Monday, May 23, 2011

It's like a punch in the stomach- EVERY TIME

I left my ex last year because he lied to me about wanting kids and I have "empty womb" syndrome and have always wanted to be a Mom. When they asked me what I wanted to be when I grew up in Kindergarten I told them, "A Mom." I always thought I'd grow up, get married and have kids. However there have been a few curves in that road... more in the last year than ever.

My family is not that healthy. Attractive and smart, but between both sides we have every illness in the book. No really. EVERY ONE.
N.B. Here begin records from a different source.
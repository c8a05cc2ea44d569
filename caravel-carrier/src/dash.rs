use async_trait::async_trait;
use caravel_order::{Logistics, Order, OrderStatus};
use reqwest::Client;
use serde::Deserialize;
use serde_json::json;

use crate::session::{Session, SessionCache};
use crate::{normalize_status, CarrierAdapter, CarrierBranch, CarrierError, DispatchReceipt, StatusMapping};

#[derive(Debug, Clone, serde::Serialize, Deserialize)]
pub struct DashConfig {
    pub base_url: String,
    pub client_id: String,
    pub client_secret: String,
    #[serde(default = "default_timeout")]
    pub timeout_secs: u64,
}

fn default_timeout() -> u64 {
    15
}

/// Dash fleet integration: the operator's own riders, driven through the
/// same adapter seam as the courier partners.
pub struct DashAdapter {
    http: Client,
    config: DashConfig,
    sessions: SessionCache,
}

impl DashAdapter {
    pub fn new(config: DashConfig) -> Self {
        let http = Client::builder()
            .timeout(std::time::Duration::from_secs(config.timeout_secs))
            .build()
            .expect("Failed to build HTTP client");
        Self {
            http,
            config,
            sessions: SessionCache::new(),
        }
    }

    async fn ensure_session(&self) -> Result<String, CarrierError> {
        if let Some(session) = self.sessions.valid().await {
            return Ok(session.token);
        }

        #[derive(Deserialize)]
        struct TokenResponse {
            access_token: String,
            expires_in: i64,
        }

        let response = self
            .http
            .post(format!("{}/oauth/token", self.config.base_url))
            .json(&json!({
                "client_id": self.config.client_id,
                "client_secret": self.config.client_secret,
                "grant_type": "client_credentials",
            }))
            .send()
            .await?;

        if !response.status().is_success() {
            return Err(CarrierError::Auth(format!(
                "Dash token endpoint returned {}",
                response.status()
            )));
        }

        let body: TokenResponse = response
            .json()
            .await
            .map_err(|e| CarrierError::Protocol(e.to_string()))?;

        let session = Session::new(body.access_token, body.expires_in);
        let token = session.token.clone();
        self.sessions.store(session).await;
        tracing::debug!("refreshed Dash session");
        Ok(token)
    }
}

#[async_trait]
impl CarrierAdapter for DashAdapter {
    fn logistics(&self) -> Logistics {
        Logistics::Dash
    }

    async fn dispatch(&self, order: &Order) -> Result<DispatchReceipt, CarrierError> {
        let token = self.ensure_session().await?;

        #[derive(Deserialize)]
        struct TaskResponse {
            task_code: String,
        }

        let response = self
            .http
            .post(format!("{}/api/tasks", self.config.base_url))
            .bearer_auth(&token)
            .json(&json!({
                "order_code": order.code,
                "drop_name": order.customer.name,
                "drop_phone": order.customer.phone.inner(),
                "drop_address": order.customer.address,
                "collect_on_delivery": order.cod_amount(),
            }))
            .send()
            .await?;

        if !response.status().is_success() {
            return Err(CarrierError::Protocol(format!(
                "Dash task creation returned {}",
                response.status()
            )));
        }

        let body: TaskResponse = response
            .json()
            .await
            .map_err(|e| CarrierError::Protocol(e.to_string()))?;

        Ok(DispatchReceipt {
            tracking_code: body.task_code,
        })
    }

    fn map_external_status(&self, raw: &str) -> StatusMapping {
        let status = match normalize_status(raw).as_str() {
            "received" | "task_created" => OrderStatus::SentToDash,
            "rider_assigned" | "out_for_delivery" => OrderStatus::OutForDelivery,
            "rescheduled" => OrderStatus::Rescheduled,
            "delivered" => OrderStatus::Delivered,
            "cancelled" => OrderStatus::Cancelled,
            "returned_by_customer" => OrderStatus::ReturnedByCustomer,
            "return_pending" => OrderStatus::ReturnPending,
            _ => return StatusMapping::Unrecognized,
        };
        StatusMapping::Mapped(status)
    }

    async fn branches(&self) -> Result<Vec<CarrierBranch>, CarrierError> {
        let token = self.ensure_session().await?;

        #[derive(Deserialize)]
        struct HubRow {
            id: i64,
            name: String,
            city: Option<String>,
        }

        let rows: Vec<HubRow> = self
            .http
            .get(format!("{}/api/hubs", self.config.base_url))
            .bearer_auth(&token)
            .send()
            .await?
            .json()
            .await
            .map_err(|e| CarrierError::Protocol(e.to_string()))?;

        Ok(rows
            .into_iter()
            .map(|row| CarrierBranch {
                external_id: row.id.to_string(),
                name: row.name,
                city: row.city,
            })
            .collect())
    }
}

#[cfg(test)]
mod tests {
    use super::*;

    fn adapter() -> DashAdapter {
        DashAdapter::new(DashConfig {
            base_url: "https://dash.test".into(),
            client_id: "caravel".into(),
            client_secret: "secret".into(),
            timeout_secs: 5,
        })
    }

    #[test]
    fn test_status_table() {
        let adapter = adapter();
        assert_eq!(
            adapter.map_external_status("Rider Assigned"),
            StatusMapping::Mapped(OrderStatus::OutForDelivery)
        );
        assert_eq!(
            adapter.map_external_status("received"),
            StatusMapping::Mapped(OrderStatus::SentToDash)
        );
        assert_eq!(
            adapter.map_external_status("returned_by_customer"),
            StatusMapping::Mapped(OrderStatus::ReturnedByCustomer)
        );
    }

    #[test]
    fn test_unknown_status_is_sentinel() {
        let adapter = adapter();
        assert_eq!(
            adapter.map_external_status("rider_on_break"),
            StatusMapping::Unrecognized
        );
    }
}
Every time my doctor tells me something else is wrong with me or I find out someone in my family has been diagnosed with something else or needs another surgery it's like a punch in the stomach. I personally don't feel well most of the time- I spend about 80% of my day in pain and/or nauseous- I don't want that for my kids. I don't want them to get cancer or need surgery or to see doctors and specialists every month (as most of my family does); it doesn't seem fair to me to bring someone into the world when you know they aren't going to live a healthy life. It doesn't seem responsible. I don't want this life for me or for my family- including future members.
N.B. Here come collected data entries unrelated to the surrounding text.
use std::sync::Arc;

use axum::extract::{Path, State};
use axum::http::StatusCode;
use axum::Json;
use caravel_carrier::orchestrator::DispatchOrchestrator;
use caravel_carrier::webhook::WebhookProcessor;
use caravel_carrier::ydm::{YdmAdapter, YdmConfig};
use caravel_carrier::CarrierAdapter;
use caravel_core::identity::{Actor, ActorRole};
use caravel_inventory::{InventoryLedger, MemoryInventoryStore};
use caravel_ledger::{InvoiceManager, MemoryInvoiceStore, ReconciliationLedger};
use caravel_order::{
    CreateOrder, CustomerInfo, Logistics, MemoryOrderStore, OrderLine, OrderStateMachine,
    OrderStatus, PaymentMethod,
};
use caravel_shared::pii::Masked;
use caravel_shared::{OwnerRef, StockStatus};
use uuid::Uuid;

use crate::error::AppError;
use crate::state::AppState;
use crate::{finance, orders, webhooks};

fn test_state() -> AppState {
    let inventory = InventoryLedger::new(Arc::new(MemoryInventoryStore::new()));
    let order_store = Arc::new(MemoryOrderStore::new());
    let invoice_store = Arc::new(MemoryInvoiceStore::new());

    let machine = Arc::new(OrderStateMachine::new(
        order_store.clone(),
        inventory.clone(),
    ));
    let reconciliation = Arc::new(ReconciliationLedger::new(
        order_store,
        invoice_store.clone(),
    ));
    let invoices = Arc::new(InvoiceManager::new(invoice_store));

    // Real adapter: webhook handling only consults its mapping table.
    let adapters: Vec<Arc<dyn CarrierAdapter>> = vec![Arc::new(YdmAdapter::new(YdmConfig {
        base_url: "http://localhost:1".into(),
        username: "test".into(),
        password: "test".into(),
        timeout_secs: 1,
    }))];

    let webhooks = Arc::new(WebhookProcessor::new(machine.clone(), adapters.clone()));
    let orchestrator = Arc::new(DispatchOrchestrator::new(machine.clone(), adapters));

    AppState {
        machine,
        inventory,
        reconciliation,
        invoices,
        webhooks,
        orchestrator,
    }
}

struct Seeded {
    state: AppState,
    actor: Actor,
    franchise: Uuid,
    product: Uuid,
}

async fn seeded_state() -> Seeded {
    let state = test_state();
    let franchise = Uuid::new_v4();
    let owner = OwnerRef::Franchise(franchise);
    let actor = Actor::new(Uuid::new_v4(), ActorRole::FranchiseStaff, Some(owner));
    let product = Uuid::new_v4();
    state
        .inventory
        .add_stock(owner, product, 20, StockStatus::ReadyToDispatch, actor.id)
        .await
        .unwrap();
    Seeded {
        state,
        actor,
        franchise,
        product,
    }
}

fn create_request(seeded: &Seeded) -> orders::CreateOrderRequest {
    orders::CreateOrderRequest {
        actor: seeded.actor.clone(),
        order: CreateOrder {
            owner: None,
            customer: CustomerInfo {
                name: "Maya".into(),
                phone: Masked::new("9860000000".into()),
                address: "Bhaktapur".into(),
                city: Some("Bhaktapur".into()),
            },
            lines: vec![OrderLine {
                product_id: seeded.product,
                quantity: 2,
            }],
            total_amount: 1000,
            prepaid_amount: 200,
            delivery_charge: 100,
            payment_method: PaymentMethod::CashOnDelivery,
            logistics: None,
        },
        dispatch_via: None,
    }
}

#[tokio::test]
async fn test_create_order_returns_created() {
    let seeded = seeded_state().await;
    let (status, Json(order)) = orders::create_order(
        State(seeded.state.clone()),
        Json(create_request(&seeded)),
    )
    .await
    .unwrap();

    assert_eq!(status, StatusCode::CREATED);
    assert_eq!(order.status, OrderStatus::Pending);
}

#[tokio::test]
async fn test_create_order_without_stock_conflicts() {
    let seeded = seeded_state().await;
    let mut request = create_request(&seeded);
    request.order.lines[0].quantity = 50;

    let result = orders::create_order(State(seeded.state.clone()), Json(request)).await;
    assert!(matches!(result, Err(AppError::ConflictError(_))));
}

#[tokio::test]
async fn test_unknown_status_string_is_a_validation_error() {
    let seeded = seeded_state().await;
    let (_, Json(order)) = orders::create_order(
        State(seeded.state.clone()),
        Json(create_request(&seeded)),
    )
    .await
    .unwrap();

    let result = orders::transition_order(
        State(seeded.state.clone()),
        Path(order.id),
        Json(orders::TransitionRequest {
            new_status: "TELEPORTED".into(),
            actor_id: seeded.actor.id,
            comment: None,
        }),
    )
    .await;
    assert!(matches!(result, Err(AppError::ValidationError(_))));
}

#[tokio::test]
async fn test_webhook_flow_is_idempotent_and_always_2xx() {
    let seeded = seeded_state().await;
    let (_, Json(order)) = orders::create_order(
        State(seeded.state.clone()),
        Json(create_request(&seeded)),
    )
    .await
    .unwrap();
    seeded
        .state
        .machine
        .record_dispatch(order.id, Logistics::Ydm, "YDM-42".into(), seeded.actor.id)
        .await
        .unwrap();

    let payload = || webhooks::WebhookPayload {
        tracking_code: "YDM-42".into(),
        status: "delivered".into(),
        comment: None,
    };

    // First delivery applies the transition.
    webhooks::handle_carrier_webhook(
        State(seeded.state.clone()),
        Path("YDM".into()),
        Json(payload()),
    )
    .await
    .unwrap();

    // A duplicate is still 2xx and changes nothing.
    webhooks::handle_carrier_webhook(
        State(seeded.state.clone()),
        Path("YDM".into()),
        Json(payload()),
    )
    .await
    .unwrap();

    let reloaded = seeded.state.machine.get_order(order.id).await.unwrap();
    assert_eq!(reloaded.status, OrderStatus::Delivered);
    let logs = seeded.state.machine.orders().logs_for(order.id).await.unwrap();
    let delivered_rows = logs
        .iter()
        .filter(|entry| entry.new_status == OrderStatus::Delivered)
        .count();
    assert_eq!(delivered_rows, 1);
}

#[tokio::test]
async fn test_unrecognized_carrier_status_is_recorded_not_rejected() {
    let seeded = seeded_state().await;
    let (_, Json(order)) = orders::create_order(
        State(seeded.state.clone()),
        Json(create_request(&seeded)),
    )
    .await
    .unwrap();
    seeded
        .state
        .machine
        .record_dispatch(order.id, Logistics::Ydm, "YDM-43".into(), seeded.actor.id)
        .await
        .unwrap();

    // Must not error: the carrier would retry on non-2xx.
    let result = webhooks::handle_carrier_webhook(
        State(seeded.state.clone()),
        Path("YDM".into()),
        Json(webhooks::WebhookPayload {
            tracking_code: "YDM-43".into(),
            status: "sorting_facility_v9".into(),
            comment: None,
        }),
    )
    .await;
    assert!(result.is_ok());

    let reloaded = seeded.state.machine.get_order(order.id).await.unwrap();
    assert!(matches!(reloaded.status, OrderStatus::SentToCarrier(_)));
    assert_eq!(reloaded.remarks.len(), 1);
}

#[tokio::test]
async fn test_pending_cod_after_delivery() {
    let seeded = seeded_state().await;
    let (_, Json(order)) = orders::create_order(
        State(seeded.state.clone()),
        Json(create_request(&seeded)),
    )
    .await
    .unwrap();
    seeded
        .state
        .machine
        .record_dispatch(order.id, Logistics::Ydm, "YDM-44".into(), seeded.actor.id)
        .await
        .unwrap();
    webhooks::handle_carrier_webhook(
        State(seeded.state.clone()),
        Path("YDM".into()),
        Json(webhooks::WebhookPayload {
            tracking_code: "YDM-44".into(),
            status: "delivered".into(),
            comment: None,
        }),
    )
    .await
    .unwrap();

    let Json(response) = finance::pending_cod(
        State(seeded.state.clone()),
        Path(seeded.franchise),
    )
    .await
    .unwrap();

    // 1000 total − 200 prepaid − 100 delivery charge.
    assert_eq!(response.pending_cod, 700);
}

#[tokio::test]
async fn test_invoice_approval_reduces_pending_cod_once() {
    let seeded = seeded_state().await;
    let (_, Json(order)) = orders::create_order(
        State(seeded.state.clone()),
        Json(create_request(&seeded)),
    )
    .await
    .unwrap();
    seeded
        .state
        .machine
        .transition(order.id, OrderStatus::Delivered, seeded.actor.id, None)
        .await
        .unwrap();

    let (_, Json(invoice)) = finance::create_invoice(
        State(seeded.state.clone()),
        Json(finance::CreateInvoiceRequest {
            franchise_id: seeded.franchise,
            paid_amount: 300,
        }),
    )
    .await
    .unwrap();

    for _ in 0..2 {
        finance::approve_invoice(
            State(seeded.state.clone()),
            Path(invoice.id),
            Json(finance::ApproveInvoiceRequest {
                actor_id: seeded.actor.id,
            }),
        )
        .await
        .unwrap();
    }

    let Json(response) = finance::pending_cod(
        State(seeded.state.clone()),
        Path(seeded.franchise),
    )
    .await
    .unwrap();

    // 800 COD − 100 charge − 300 paid, deducted once despite re-approval.
    assert_eq!(response.pending_cod, 400);
}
That leaves me with two things to think about:

1) Adoption. Will that be enough for me? If we are ill will we even have the resources and/or life span to care for an addition to the family? I'd love to think that of course it will be enough for me I'll love them the same, but what if I still have aching womb syndrome after adopting? What if something happens to me and I can't provide for the child? Not only did I go out of my way to raise a child but I intentionally brought them into a household where their caregiver(s) aren't healthy- will this impact their upbringing? Is it fair to bring someone into that? (Yes I'm being dramatic but I'm young and these things only get worse with age so you have to look at the whole picture.)

And then there is my personal favorite, question 2) Did I make the right choice leaving my ex now that I know kids aren't necessarily the best thing for me or even in the cards? We had our problems (ie: he had no ambition, etc.) but without the added pressure and expectations of marriage and a family would things have been different?

It just hurts. To go through the pain and indecision over and over and over again. It's exhausting, and painful, and I fucking hate crying so can these things just stop coming up already? It's bad enough dealing with an ill family but having to throw these questions on top of it is a bit much don't you think?

So I just keep telling myself that I'm better off, I DID make the right choice, and that someday health insurance will get better. (Because all these bills SUCK!)

If anyone has any insight into the future give me a call- I could use some serious insight.